**Task to complete:** Needed from the entries below: every line that holds the word "CliArgs".
►
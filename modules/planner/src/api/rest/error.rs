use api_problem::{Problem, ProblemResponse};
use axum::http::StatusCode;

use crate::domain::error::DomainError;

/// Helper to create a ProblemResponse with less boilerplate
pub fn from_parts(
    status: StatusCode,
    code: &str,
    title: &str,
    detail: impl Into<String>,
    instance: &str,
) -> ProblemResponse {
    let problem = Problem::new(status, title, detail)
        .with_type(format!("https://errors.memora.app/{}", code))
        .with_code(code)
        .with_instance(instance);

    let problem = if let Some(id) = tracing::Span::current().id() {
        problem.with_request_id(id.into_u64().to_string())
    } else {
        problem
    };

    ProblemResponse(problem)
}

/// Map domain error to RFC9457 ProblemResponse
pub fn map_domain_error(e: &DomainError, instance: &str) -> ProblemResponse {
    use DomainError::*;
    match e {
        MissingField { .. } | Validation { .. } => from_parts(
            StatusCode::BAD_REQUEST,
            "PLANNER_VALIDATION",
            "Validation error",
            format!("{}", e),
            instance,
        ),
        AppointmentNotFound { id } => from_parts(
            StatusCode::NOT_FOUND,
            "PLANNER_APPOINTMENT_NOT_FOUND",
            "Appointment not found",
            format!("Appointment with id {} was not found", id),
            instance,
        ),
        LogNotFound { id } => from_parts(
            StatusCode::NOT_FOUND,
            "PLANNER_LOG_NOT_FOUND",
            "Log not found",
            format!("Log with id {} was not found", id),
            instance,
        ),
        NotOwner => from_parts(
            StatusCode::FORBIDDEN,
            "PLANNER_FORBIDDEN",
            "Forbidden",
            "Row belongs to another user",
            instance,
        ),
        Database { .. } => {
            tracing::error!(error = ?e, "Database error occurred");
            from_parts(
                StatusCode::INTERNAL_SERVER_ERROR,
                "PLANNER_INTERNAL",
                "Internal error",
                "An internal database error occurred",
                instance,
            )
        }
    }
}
◄
►
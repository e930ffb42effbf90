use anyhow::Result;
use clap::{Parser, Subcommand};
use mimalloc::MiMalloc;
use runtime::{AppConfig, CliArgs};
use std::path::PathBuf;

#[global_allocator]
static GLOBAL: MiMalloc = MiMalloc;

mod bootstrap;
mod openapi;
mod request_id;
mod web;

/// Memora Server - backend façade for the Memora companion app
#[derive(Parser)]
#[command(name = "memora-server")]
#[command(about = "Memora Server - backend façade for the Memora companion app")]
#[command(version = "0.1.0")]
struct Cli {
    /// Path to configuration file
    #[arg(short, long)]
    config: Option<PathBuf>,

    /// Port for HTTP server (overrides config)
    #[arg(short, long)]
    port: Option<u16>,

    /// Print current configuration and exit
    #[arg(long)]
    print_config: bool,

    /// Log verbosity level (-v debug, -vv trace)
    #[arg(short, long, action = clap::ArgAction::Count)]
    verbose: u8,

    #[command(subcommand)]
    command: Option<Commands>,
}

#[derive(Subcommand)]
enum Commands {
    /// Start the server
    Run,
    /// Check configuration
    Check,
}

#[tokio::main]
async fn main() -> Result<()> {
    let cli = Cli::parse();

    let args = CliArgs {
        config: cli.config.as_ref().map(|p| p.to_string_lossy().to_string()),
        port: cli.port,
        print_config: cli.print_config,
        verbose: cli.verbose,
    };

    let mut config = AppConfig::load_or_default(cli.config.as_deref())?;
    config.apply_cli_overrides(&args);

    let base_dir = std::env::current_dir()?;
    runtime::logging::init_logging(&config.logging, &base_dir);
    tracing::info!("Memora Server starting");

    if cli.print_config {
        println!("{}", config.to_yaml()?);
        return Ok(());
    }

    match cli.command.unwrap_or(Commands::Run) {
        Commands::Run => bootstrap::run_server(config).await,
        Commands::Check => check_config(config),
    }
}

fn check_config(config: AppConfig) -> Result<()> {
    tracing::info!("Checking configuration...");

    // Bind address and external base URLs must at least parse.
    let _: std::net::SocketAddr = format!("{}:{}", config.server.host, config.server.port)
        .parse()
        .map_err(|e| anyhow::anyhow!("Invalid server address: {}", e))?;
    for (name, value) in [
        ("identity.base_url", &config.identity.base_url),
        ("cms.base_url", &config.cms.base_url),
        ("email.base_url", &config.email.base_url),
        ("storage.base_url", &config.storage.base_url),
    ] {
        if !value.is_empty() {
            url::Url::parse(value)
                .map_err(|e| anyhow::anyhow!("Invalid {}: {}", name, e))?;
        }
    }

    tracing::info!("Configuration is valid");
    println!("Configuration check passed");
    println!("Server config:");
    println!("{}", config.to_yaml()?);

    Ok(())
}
◄
►
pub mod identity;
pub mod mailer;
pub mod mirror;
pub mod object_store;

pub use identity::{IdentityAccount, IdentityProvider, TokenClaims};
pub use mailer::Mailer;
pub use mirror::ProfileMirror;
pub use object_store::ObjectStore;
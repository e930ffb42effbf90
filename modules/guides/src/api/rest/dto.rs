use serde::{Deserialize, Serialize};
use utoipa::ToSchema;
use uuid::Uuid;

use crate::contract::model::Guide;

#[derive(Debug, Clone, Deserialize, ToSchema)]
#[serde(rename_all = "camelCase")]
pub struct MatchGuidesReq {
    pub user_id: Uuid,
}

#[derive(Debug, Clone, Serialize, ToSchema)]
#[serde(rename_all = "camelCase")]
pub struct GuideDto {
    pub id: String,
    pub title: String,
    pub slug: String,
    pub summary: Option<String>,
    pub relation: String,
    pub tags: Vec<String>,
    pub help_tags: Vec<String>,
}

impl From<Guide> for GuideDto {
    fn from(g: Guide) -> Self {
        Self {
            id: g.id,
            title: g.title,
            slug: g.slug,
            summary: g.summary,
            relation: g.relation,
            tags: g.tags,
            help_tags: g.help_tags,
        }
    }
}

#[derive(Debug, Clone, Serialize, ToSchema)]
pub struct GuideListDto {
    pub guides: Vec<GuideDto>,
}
◄
**Answer space:**
use runtime::{AppConfig, CliArgs};
    let args = CliArgs {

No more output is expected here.